Nothing but the lines holding the string "LlmClient" should appear in the answer. Copy them from the entries.

AVAILABLE DATA:
:::::

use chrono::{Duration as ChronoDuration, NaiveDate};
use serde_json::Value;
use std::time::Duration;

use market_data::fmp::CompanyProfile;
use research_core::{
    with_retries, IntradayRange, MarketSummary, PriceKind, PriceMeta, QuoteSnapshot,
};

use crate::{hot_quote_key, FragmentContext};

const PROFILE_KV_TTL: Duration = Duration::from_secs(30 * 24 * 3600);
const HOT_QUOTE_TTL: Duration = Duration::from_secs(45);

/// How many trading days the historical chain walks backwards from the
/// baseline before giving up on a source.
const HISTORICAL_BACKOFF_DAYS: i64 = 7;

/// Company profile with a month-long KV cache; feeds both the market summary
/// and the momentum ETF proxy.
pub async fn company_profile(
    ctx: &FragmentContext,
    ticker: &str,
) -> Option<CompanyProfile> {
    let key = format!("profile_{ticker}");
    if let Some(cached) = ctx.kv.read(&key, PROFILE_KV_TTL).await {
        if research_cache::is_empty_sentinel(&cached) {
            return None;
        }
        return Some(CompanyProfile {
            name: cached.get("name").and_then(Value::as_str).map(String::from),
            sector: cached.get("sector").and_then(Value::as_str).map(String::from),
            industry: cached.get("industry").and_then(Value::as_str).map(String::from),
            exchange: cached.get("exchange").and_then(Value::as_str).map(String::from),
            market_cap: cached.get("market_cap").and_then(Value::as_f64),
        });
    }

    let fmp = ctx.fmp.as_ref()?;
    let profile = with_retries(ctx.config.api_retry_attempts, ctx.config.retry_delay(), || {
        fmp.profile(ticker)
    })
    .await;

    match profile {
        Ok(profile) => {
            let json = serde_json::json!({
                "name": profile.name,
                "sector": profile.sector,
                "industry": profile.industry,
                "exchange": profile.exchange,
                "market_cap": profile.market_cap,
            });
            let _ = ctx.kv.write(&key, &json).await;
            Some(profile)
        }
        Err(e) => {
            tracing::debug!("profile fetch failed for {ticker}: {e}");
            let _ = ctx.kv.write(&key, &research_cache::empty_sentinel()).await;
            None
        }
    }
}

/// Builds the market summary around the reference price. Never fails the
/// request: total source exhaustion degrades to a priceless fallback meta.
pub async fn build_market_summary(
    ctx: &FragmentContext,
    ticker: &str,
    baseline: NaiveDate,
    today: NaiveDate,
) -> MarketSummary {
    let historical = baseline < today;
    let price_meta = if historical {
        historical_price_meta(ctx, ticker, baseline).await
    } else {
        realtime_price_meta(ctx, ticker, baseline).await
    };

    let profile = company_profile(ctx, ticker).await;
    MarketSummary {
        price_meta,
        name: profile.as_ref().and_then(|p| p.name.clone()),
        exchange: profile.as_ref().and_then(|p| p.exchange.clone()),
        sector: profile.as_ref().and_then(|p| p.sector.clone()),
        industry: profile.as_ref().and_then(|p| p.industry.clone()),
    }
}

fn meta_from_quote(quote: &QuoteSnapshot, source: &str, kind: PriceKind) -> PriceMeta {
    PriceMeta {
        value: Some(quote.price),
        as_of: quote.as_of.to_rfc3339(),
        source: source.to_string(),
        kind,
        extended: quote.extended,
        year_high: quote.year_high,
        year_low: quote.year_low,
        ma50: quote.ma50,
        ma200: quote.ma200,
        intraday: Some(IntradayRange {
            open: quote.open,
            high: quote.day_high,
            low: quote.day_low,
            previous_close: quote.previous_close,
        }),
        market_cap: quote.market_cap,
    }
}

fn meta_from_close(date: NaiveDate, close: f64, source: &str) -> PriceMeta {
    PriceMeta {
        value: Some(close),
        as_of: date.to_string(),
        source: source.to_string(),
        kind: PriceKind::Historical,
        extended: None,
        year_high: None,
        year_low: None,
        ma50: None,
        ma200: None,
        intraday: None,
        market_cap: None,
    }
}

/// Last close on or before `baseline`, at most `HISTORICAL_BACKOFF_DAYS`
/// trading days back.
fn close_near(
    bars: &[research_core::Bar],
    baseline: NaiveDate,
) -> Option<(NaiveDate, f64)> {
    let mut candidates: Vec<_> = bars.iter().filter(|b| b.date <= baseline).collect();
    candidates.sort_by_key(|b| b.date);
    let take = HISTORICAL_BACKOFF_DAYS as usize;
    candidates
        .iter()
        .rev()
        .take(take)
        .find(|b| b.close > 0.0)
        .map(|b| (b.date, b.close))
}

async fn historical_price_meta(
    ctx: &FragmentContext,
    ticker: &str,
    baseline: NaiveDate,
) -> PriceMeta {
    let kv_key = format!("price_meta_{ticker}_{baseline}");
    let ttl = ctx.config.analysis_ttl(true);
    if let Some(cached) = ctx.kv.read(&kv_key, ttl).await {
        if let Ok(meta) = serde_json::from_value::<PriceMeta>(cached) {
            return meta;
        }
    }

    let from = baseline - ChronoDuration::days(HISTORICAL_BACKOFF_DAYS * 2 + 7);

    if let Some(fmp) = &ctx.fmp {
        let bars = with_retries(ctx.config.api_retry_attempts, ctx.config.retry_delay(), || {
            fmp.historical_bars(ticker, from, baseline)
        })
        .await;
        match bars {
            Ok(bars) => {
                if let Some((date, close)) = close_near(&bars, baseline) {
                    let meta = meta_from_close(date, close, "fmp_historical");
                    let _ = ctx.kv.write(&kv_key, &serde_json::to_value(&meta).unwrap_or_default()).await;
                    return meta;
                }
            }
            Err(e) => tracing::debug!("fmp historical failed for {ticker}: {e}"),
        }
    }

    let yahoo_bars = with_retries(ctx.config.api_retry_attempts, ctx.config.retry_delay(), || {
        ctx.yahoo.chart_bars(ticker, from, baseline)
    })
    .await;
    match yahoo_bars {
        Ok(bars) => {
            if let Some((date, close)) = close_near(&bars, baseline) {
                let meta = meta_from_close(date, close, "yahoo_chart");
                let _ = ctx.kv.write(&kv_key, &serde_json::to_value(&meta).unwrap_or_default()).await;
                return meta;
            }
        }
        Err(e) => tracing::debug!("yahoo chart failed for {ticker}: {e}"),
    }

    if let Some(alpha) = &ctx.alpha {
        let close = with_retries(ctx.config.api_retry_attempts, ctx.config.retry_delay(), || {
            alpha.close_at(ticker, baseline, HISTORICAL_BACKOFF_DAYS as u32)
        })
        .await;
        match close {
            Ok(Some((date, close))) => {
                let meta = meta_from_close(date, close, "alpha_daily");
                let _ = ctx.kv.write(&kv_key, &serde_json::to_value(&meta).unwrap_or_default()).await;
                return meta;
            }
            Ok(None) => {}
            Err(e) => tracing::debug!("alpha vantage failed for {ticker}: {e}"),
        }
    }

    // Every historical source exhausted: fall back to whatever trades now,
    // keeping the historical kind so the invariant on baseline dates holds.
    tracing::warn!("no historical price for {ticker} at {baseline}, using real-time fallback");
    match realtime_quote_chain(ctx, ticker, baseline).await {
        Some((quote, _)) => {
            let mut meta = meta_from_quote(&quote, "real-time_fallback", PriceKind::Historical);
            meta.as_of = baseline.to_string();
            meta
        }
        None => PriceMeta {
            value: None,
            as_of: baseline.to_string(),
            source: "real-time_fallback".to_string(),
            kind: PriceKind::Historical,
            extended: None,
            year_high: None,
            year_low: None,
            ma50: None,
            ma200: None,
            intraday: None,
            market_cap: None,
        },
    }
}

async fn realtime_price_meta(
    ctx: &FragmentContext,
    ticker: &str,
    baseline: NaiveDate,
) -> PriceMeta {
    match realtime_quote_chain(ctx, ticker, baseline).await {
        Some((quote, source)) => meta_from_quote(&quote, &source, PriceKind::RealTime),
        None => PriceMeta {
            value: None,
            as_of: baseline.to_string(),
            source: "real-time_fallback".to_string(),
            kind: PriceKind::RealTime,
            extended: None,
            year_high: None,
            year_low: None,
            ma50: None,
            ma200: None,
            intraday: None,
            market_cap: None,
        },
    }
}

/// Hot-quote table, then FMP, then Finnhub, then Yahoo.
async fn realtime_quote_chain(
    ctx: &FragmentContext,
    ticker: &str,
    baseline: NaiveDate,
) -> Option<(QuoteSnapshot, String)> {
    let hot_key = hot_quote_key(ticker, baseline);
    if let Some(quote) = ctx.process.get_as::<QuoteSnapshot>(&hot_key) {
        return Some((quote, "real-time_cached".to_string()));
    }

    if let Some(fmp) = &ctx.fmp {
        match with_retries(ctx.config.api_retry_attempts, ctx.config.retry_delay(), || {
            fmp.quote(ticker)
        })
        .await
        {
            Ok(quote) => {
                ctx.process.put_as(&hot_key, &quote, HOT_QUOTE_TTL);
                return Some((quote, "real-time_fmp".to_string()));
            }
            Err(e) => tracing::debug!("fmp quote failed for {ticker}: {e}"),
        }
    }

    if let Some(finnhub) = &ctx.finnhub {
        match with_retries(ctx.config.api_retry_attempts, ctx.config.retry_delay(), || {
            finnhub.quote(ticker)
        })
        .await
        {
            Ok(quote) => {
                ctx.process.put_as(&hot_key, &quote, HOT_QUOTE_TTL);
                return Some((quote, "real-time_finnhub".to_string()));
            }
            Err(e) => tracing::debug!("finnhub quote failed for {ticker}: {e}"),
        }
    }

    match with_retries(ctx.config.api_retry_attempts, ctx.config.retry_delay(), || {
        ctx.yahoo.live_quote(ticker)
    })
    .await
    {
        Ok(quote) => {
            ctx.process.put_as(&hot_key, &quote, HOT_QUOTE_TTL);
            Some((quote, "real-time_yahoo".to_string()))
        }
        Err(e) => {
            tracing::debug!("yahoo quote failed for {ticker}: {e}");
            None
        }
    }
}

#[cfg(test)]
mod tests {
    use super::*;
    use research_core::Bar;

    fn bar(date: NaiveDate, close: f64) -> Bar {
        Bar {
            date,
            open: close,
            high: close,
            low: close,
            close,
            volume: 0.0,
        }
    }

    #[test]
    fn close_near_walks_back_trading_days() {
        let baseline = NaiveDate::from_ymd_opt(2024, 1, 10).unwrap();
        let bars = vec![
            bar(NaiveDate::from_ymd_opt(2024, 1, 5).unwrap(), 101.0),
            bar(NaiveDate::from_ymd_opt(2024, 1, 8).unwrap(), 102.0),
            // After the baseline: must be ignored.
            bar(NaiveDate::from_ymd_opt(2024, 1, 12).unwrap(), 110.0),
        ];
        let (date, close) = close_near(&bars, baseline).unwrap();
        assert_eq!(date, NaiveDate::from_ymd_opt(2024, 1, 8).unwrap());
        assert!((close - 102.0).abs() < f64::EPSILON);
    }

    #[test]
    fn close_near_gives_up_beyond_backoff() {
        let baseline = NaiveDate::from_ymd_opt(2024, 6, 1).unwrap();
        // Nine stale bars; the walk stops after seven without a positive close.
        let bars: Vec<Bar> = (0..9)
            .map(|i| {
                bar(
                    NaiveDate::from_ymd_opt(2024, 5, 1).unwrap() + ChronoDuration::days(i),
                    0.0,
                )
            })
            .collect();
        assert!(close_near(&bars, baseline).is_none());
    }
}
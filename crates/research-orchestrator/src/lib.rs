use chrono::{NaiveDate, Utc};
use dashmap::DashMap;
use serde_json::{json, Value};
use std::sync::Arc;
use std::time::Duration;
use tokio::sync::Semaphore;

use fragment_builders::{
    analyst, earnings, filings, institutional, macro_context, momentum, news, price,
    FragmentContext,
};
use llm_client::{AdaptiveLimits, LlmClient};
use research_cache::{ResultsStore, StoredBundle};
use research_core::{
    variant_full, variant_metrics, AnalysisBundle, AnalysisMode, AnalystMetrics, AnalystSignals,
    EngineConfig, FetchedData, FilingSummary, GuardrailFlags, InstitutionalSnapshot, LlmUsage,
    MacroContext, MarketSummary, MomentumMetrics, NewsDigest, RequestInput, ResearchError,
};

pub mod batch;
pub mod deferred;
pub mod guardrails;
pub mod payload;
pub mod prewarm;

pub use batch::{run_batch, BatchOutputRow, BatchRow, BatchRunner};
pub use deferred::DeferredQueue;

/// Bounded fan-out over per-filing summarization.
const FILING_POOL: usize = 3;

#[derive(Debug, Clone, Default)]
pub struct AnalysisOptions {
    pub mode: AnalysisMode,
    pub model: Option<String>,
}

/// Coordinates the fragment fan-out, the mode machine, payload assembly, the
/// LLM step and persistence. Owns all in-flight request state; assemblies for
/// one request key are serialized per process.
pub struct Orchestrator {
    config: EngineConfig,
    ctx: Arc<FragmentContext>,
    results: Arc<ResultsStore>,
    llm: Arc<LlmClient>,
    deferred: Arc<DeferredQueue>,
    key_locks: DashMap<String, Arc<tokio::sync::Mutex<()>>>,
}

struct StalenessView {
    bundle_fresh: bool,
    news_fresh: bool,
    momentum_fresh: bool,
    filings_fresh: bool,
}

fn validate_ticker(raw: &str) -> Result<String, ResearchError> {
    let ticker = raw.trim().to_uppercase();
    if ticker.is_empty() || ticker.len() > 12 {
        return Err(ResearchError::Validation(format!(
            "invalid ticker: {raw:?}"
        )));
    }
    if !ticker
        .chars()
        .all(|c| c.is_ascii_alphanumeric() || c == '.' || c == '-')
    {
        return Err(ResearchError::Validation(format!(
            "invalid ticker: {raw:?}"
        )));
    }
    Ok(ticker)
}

:::::

FINAL ANSWER:
use llm_client::{AdaptiveLimits, LlmClient};
    llm: Arc<LlmClient>,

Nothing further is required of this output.